ABOUT THIS TASK: Starting at the line below holding "#[derive(Debug, Clone, Copy, Default, PartialEq, Eq)]" and stopping at the line holding "Player::One => &mut", print every line exactly, both ends included, and leave the rest out.

Dataset records:
=== Section Start ===

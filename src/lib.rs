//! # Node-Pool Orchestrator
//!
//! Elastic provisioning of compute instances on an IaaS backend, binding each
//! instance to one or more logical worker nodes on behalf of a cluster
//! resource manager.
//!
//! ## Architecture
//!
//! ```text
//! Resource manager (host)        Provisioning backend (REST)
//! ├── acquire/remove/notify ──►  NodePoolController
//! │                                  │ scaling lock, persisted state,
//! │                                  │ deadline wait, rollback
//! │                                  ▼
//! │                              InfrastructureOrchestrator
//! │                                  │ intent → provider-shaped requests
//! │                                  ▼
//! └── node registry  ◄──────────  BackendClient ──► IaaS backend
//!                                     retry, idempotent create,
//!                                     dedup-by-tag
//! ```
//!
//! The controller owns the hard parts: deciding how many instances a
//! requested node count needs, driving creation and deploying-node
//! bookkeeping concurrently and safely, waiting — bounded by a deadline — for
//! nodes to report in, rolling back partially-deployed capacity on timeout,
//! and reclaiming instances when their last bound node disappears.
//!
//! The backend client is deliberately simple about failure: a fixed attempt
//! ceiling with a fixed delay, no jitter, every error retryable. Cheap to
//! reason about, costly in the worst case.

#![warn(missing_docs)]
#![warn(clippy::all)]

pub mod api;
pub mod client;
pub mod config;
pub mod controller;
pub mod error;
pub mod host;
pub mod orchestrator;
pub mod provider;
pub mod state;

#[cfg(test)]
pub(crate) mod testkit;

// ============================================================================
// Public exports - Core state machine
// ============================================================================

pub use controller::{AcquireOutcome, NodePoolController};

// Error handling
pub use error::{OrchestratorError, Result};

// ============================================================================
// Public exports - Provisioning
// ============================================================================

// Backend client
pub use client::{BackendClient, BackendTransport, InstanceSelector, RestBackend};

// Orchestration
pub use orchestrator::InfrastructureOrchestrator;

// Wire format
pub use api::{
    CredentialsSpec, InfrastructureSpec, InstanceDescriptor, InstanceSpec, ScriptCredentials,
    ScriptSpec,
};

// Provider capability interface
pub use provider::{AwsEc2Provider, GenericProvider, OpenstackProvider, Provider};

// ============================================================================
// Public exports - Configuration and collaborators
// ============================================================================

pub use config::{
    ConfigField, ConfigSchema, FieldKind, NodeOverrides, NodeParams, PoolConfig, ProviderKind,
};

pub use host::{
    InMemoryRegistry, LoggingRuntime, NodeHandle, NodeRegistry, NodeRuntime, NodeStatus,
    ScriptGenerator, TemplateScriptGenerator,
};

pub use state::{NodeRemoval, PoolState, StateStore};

=== Section End ===
=== Section Start ===

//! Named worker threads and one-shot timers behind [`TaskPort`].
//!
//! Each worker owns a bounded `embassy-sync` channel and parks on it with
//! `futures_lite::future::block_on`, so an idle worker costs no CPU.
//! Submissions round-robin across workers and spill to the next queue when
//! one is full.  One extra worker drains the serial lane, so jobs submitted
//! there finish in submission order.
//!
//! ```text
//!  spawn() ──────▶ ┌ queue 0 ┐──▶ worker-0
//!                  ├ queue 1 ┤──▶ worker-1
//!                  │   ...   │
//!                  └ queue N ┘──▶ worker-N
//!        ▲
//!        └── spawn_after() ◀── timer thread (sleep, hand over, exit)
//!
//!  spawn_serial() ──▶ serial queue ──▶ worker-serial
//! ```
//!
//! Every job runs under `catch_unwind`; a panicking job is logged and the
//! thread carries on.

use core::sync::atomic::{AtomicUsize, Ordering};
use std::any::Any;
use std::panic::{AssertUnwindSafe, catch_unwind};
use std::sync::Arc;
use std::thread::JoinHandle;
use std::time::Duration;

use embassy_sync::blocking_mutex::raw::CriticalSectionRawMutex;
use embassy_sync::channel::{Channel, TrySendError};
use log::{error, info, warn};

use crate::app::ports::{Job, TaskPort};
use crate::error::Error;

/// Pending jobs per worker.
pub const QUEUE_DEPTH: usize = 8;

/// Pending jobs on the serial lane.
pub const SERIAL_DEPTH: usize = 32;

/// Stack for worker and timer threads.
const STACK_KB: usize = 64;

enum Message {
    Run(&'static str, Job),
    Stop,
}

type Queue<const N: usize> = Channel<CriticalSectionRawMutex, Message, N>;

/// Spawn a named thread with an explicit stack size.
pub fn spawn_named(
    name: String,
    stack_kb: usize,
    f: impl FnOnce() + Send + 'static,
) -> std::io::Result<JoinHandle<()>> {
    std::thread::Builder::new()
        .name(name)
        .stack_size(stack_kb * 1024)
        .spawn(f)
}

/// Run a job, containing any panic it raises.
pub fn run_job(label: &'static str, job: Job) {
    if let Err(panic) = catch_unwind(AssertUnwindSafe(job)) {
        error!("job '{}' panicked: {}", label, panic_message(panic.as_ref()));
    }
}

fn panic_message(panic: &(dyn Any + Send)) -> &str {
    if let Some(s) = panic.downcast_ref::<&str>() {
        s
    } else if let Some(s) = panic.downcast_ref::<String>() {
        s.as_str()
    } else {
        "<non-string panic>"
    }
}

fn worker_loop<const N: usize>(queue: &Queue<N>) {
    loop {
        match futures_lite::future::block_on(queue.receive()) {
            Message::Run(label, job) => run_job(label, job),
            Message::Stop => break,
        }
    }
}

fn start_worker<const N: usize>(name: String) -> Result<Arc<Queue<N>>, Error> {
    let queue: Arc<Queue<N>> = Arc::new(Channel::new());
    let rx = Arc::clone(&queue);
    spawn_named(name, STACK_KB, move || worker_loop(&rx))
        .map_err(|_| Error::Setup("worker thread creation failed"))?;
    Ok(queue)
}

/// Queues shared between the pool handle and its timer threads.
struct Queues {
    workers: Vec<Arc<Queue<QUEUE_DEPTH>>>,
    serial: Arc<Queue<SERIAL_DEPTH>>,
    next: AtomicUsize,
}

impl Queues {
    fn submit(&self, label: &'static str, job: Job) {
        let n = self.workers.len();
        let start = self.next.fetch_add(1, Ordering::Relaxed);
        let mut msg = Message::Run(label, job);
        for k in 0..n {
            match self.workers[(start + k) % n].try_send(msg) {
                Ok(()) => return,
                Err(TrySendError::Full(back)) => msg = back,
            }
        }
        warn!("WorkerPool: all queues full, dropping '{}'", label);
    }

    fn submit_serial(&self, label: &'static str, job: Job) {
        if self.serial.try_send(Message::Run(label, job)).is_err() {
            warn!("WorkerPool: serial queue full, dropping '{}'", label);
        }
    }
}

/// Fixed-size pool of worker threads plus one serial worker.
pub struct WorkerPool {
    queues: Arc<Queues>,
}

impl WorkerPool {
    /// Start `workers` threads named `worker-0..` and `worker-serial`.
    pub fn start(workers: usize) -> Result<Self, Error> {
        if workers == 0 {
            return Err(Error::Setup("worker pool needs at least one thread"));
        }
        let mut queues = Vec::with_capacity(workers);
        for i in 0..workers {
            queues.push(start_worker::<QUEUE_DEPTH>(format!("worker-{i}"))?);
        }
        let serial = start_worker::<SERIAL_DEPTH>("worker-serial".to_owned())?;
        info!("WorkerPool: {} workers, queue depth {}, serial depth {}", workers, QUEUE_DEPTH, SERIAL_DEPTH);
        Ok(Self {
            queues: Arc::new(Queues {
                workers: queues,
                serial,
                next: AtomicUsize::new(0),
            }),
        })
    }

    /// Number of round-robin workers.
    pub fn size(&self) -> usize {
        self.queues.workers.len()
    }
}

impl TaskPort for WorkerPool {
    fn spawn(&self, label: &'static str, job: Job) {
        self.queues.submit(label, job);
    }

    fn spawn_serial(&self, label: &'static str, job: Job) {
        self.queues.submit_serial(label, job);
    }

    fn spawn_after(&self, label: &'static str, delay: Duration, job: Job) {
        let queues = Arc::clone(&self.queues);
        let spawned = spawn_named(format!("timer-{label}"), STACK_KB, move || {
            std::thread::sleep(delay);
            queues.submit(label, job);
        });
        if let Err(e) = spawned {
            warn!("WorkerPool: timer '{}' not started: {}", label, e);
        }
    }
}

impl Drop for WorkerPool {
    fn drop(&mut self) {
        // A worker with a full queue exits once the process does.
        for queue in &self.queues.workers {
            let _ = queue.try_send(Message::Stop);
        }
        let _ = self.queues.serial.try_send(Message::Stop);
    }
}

=== Section End ===
=== Section Start ===

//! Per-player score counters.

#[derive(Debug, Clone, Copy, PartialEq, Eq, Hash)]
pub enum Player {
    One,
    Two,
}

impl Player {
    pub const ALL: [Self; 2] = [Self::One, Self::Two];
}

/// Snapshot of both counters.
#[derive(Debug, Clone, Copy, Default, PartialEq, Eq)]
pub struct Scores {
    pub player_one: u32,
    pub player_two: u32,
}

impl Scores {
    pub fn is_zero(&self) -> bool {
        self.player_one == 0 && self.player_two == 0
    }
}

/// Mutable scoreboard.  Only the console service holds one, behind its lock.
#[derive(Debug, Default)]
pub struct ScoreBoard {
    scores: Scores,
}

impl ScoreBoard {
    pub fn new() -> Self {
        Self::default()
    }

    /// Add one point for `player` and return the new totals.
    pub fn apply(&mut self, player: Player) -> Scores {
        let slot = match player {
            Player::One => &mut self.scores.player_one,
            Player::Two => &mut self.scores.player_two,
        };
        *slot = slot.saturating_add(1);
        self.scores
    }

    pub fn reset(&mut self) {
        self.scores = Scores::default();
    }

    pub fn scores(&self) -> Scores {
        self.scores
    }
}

=== Section End ===

ANSWER TO THE PROBLEM:
#[derive(Debug, Clone, Copy, Default, PartialEq, Eq)]
pub struct Scores {
    pub player_one: u32,
    pub player_two: u32,
}

impl Scores {
    pub fn is_zero(&self) -> bool {
        self.player_one == 0 && self.player_two == 0
    }
}

/// Mutable scoreboard.  Only the console service holds one, behind its lock.
#[derive(Debug, Default)]
pub struct ScoreBoard {
    scores: Scores,
}

impl ScoreBoard {
    pub fn new() -> Self {
        Self::default()
    }

    /// Add one point for `player` and return the new totals.
    pub fn apply(&mut self, player: Player) -> Scores {
        let slot = match player {
            Player::One => &mut self.scores.player_one,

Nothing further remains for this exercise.